**Supplied entries:**
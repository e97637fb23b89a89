//! This library handles creating **BAR** archives used by *Age of Empires III*.
//!
//! # BAR Archive Format Documentation
//!
//! A BAR file stores many game files back to back, followed by a table describing them. BAR files are
//! identified with the `.bar` extension; this crate writes version 6 archives.
//!
//! ## File Structure
//!
//! A BAR file consists of a header, followed by the data of every entry and finally the entry table.
//!
//! | Offset (bytes) | Field                  | Description                                                |
//! |----------------|------------------------|------------------------------------------------------------|
//! | 0x0000         | Magic number           | 4 bytes: 0x4E505345 ("ESPN")                               |
//! | 0x0004         | Version                | 4 bytes: Fixed value 0x00000006                            |
//! | 0x0008         | Unknown                | 4 bytes: Fixed value 0x44332211                            |
//! | 0x000C         | Reserved               | 264 bytes: Zeroes                                          |
//! | 0x0114         | Checksum               | 4 bytes: Always zero, never validated                      |
//! | 0x0118         | File Count             | 4 bytes: Number of entries in the archive                  |
//! | 0x011C         | Reserved               | 4 bytes: Zero                                              |
//! | 0x0120         | Table Offset           | 8 bytes: Offset of the entry table from the file start     |
//! | 0x0128         | Name Hash              | 4 bytes: Hash of the upper-cased archive file name         |
//! | 0x012C         | Padding                | 4 bytes: Zero                                              |
//!
//! ### Data
//!
//! The bytes of every entry follow the 304 byte header unchanged and in table order. Entries are usually
//! [ALZ4](aoe_alz4) compressed XMB files, but any file may be stored.
//!
//! ### Entry Table
//!
//! The table starts with the root path of the archive (for example `Data\`) as a 4-byte UTF-16 character
//! count followed by the UTF-16 characters, and a 4-byte entry count. Every entry then has the following
//! structure:
//!
//! | Offset (bytes) | Field                  | Description                                             |
//! |----------------|------------------------|---------------------------------------------------------|
//! | 0x0000         | Data Offset            | 8 bytes: Offset of the entry data from the file start   |
//! | 0x0008         | Size                   | 4 bytes: Stored size, or compressed payload size        |
//! | 0x000C         | Size 2                 | 4 bytes: Size of the entry data in the archive          |
//! | 0x0010         | Size 3                 | 4 bytes: Copy of Size 2                                 |
//! | 0x0014         | Name Length            | 4 bytes: Number of UTF-16 characters in the name        |
//! | 0x0018         | Name                   | (Name Length * 2) bytes: UTF-16 relative path           |
//! | ...            | Compressed             | 4 bytes: 1 if the entry is ALZ4 compressed, otherwise 0 |
//!
//! For an ALZ4 entry **Size** is the compressed payload size read from the ALZ4 header, while **Size 2**
//! and **Size 3** are the full length of the stored file. Uncompressed entries repeat their length in all
//! three fields.
//!
//! ## Additional Information
//!
//! - **File Extension**: `.bar`
//! - **Endianness**: Little-endian for all multi-byte integers
//! - **Text**: UTF-16LE, paths use `\` as separator
//!

pub mod error;
pub mod hash;
pub mod types;
pub mod write;

pub use hash::{archive_name_hash, super_fast_hash};
pub use types::{BarEntry, BarHeader};
pub use write::{create_archive, BarWriter, BarWriterOptions};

**Exercise details:**
From the records, copy out each line that includes the string "payload".

**Output for this exercise:**
//! | 0x0008         | Size                   | 4 bytes: Stored size, or compressed payload size        |
//! For an ALZ4 entry **Size** is the compressed payload size read from the ALZ4 header, while **Size 2**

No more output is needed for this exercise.